Gaffney was born in Vienna, where his father, a career Army pilot, was stationed. He did most of his growing up in Arizona and Orange County, graduating from Western High School in Anaheim, where he split time between playing in rock bands and devoting himself to track, football and Golden Gloves boxing.

During his early 20s, he got involved with country musicians during a stay in Canada and began playing music in the tradition of Wills, Price and Jones. By 25, he was writing songs of his own.

Aside from a brief flirtation with the idea of becoming a high school history teacher, Gaffney said: “I never thought of anything other than making it in music. Every other job I’ve had has been a means to get by” while devoting himself to writing songs and playing in bands.
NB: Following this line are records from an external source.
use crate::carousel::CarouselState;

/// Minimum horizontal travel, in pixels, for a drag to count as a swipe.
pub const MIN_SWIPE_DISTANCE: f32 = 50.0;

#[derive(Debug, Clone, Copy, PartialEq, Eq)]
pub enum SwipeOutcome {
    Advance,
    Retreat,
    Ignored,
}

impl SwipeOutcome {
    /// Applies the outcome; returns whether the carousel moved.
    pub fn apply(self, state: &mut CarouselState) -> bool {
        if state.is_empty() {
            return false;
        }
        match self {
            SwipeOutcome::Advance => state.advance(),
            SwipeOutcome::Retreat => state.retreat(),
            SwipeOutcome::Ignored => return false,
        }
        true
    }
}

/// Tracks one touch or mouse drag from press to release.
#[derive(Debug, Clone, Copy)]
pub struct SwipeTracker {
    start: Option<f32>,
    end: Option<f32>,
    min_distance: f32,
}

impl Default for SwipeTracker {
    fn default() -> Self {
        Self::new()
    }
}

impl SwipeTracker {
    pub fn new() -> Self {
        Self::with_min_distance(MIN_SWIPE_DISTANCE)
    }

    pub fn with_min_distance(min_distance: f32) -> Self {
        Self {
            start: None,
            end: None,
            min_distance: min_distance.abs(),
        }
    }

    pub fn begin(&mut self, x: f32) {
        self.start = Some(x);
        self.end = None;
    }

    pub fn moved(&mut self, x: f32) {
        if self.start.is_some() {
            self.end = Some(x);
        }
    }

    pub fn is_active(&self) -> bool {
        self.start.is_some()
    }

    pub fn cancel(&mut self) {
        self.start = None;
        self.end = None;
    }

    /// Ends the gesture. A press without any movement is ignored.
    pub fn finish(&mut self) -> SwipeOutcome {
        let outcome = match (self.start, self.end) {
            (Some(start), Some(end)) => self.classify(start - end),
            _ => SwipeOutcome::Ignored,
        };
        self.cancel();
        outcome
    }

    /// Positive distance means the pointer travelled left, towards the next item.
    pub fn classify(&self, distance: f32) -> SwipeOutcome {
        if distance > self.min_distance {
            SwipeOutcome::Advance
        } else if distance < -self.min_distance {
            SwipeOutcome::Retreat
        } else {
            SwipeOutcome::Ignored
        }
    }
}

#[cfg(test)]
mod tests {
    use super::*;

    fn swipe(from: f32, to: f32, state: &mut CarouselState) -> SwipeOutcome {
        let mut tracker = SwipeTracker::new();
        tracker.begin(from);
        tracker.moved(to);
        let outcome = tracker.finish();
        outcome.apply(state);
        outcome
    }

    #[test]
    fn sub_threshold_drag_leaves_index_unchanged() {
        let mut state = CarouselState::new(5);
        state.jump_to(2).expect("jump");

        assert_eq!(swipe(200.0, 170.0, &mut state), SwipeOutcome::Ignored);
        assert_eq!(swipe(200.0, 250.0, &mut state), SwipeOutcome::Ignored);
        assert_eq!(state.current_index(), 2);
    }

    #[test]
    fn left_swipe_advances_and_right_swipe_retreats_by_one() {
        let mut state = CarouselState::new(5);

        assert_eq!(swipe(300.0, 100.0, &mut state), SwipeOutcome::Advance);
        assert_eq!(state.current_index(), 1);

        assert_eq!(swipe(100.0, 151.0, &mut state), SwipeOutcome::Retreat);
        assert_eq!(state.current_index(), 0);

        assert_eq!(swipe(100.0, 400.0, &mut state), SwipeOutcome::Retreat);
        assert_eq!(state.current_index(), 4);
    }

    #[test]
    fn release_without_move_or_press_is_ignored() {
        let mut tracker = SwipeTracker::new();
        assert_eq!(tracker.finish(), SwipeOutcome::Ignored);

        tracker.moved(10.0);
        assert!(!tracker.is_active());

        tracker.begin(0.0);
        assert!(tracker.is_active());
        assert_eq!(tracker.finish(), SwipeOutcome::Ignored);
        assert!(!tracker.is_active());
    }

    #[test]
    fn press_at_origin_still_counts() {
        let mut state = CarouselState::new(3);
        assert_eq!(swipe(0.0, -80.0, &mut state), SwipeOutcome::Advance);
        assert_eq!(state.current_index(), 1);
    }

    #[test]
    fn empty_carousel_swipe_is_harmless() {
        let mut state = CarouselState::new(0);
        assert!(!SwipeOutcome::Advance.apply(&mut state));
        assert_eq!(state.current(), None);
    }
}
Gaffney said his first serious band was the Phantom Herd, which he and Reese formed after they met in 1977. That band fizzled after a time of popularity on the club circuit in Newport Beach; Gaffney and Reese resurfaced with the Cold Hard Facts in 1984. The band--which also includes Gaffney’s brother, Chris, on bass, drummer Tucker Fleming and guitarists Danny Ott and Rick Shea--has had little presence in Orange County, playing mainly in Los Angeles clubs like the Palomino and the Music Machine.

Gaffney & the Cold Hard Facts began reaching out to the wider world in 1987 with “Road to Indio,” a mini-album on their own custom label, Cactus Club Records. “Chris Gaffney & the Cold Hard Facts” gives them a fine calling card for major label attention, no matter what Gaffney’s memo from Nashville may say. In what figures to be the band’s most important show to date, it will travel to Austin, Tex., to play March 17 at the South By Southwest Conference, a music-business gathering where bands can bid for the attention of journalists, radio programmers and record companies.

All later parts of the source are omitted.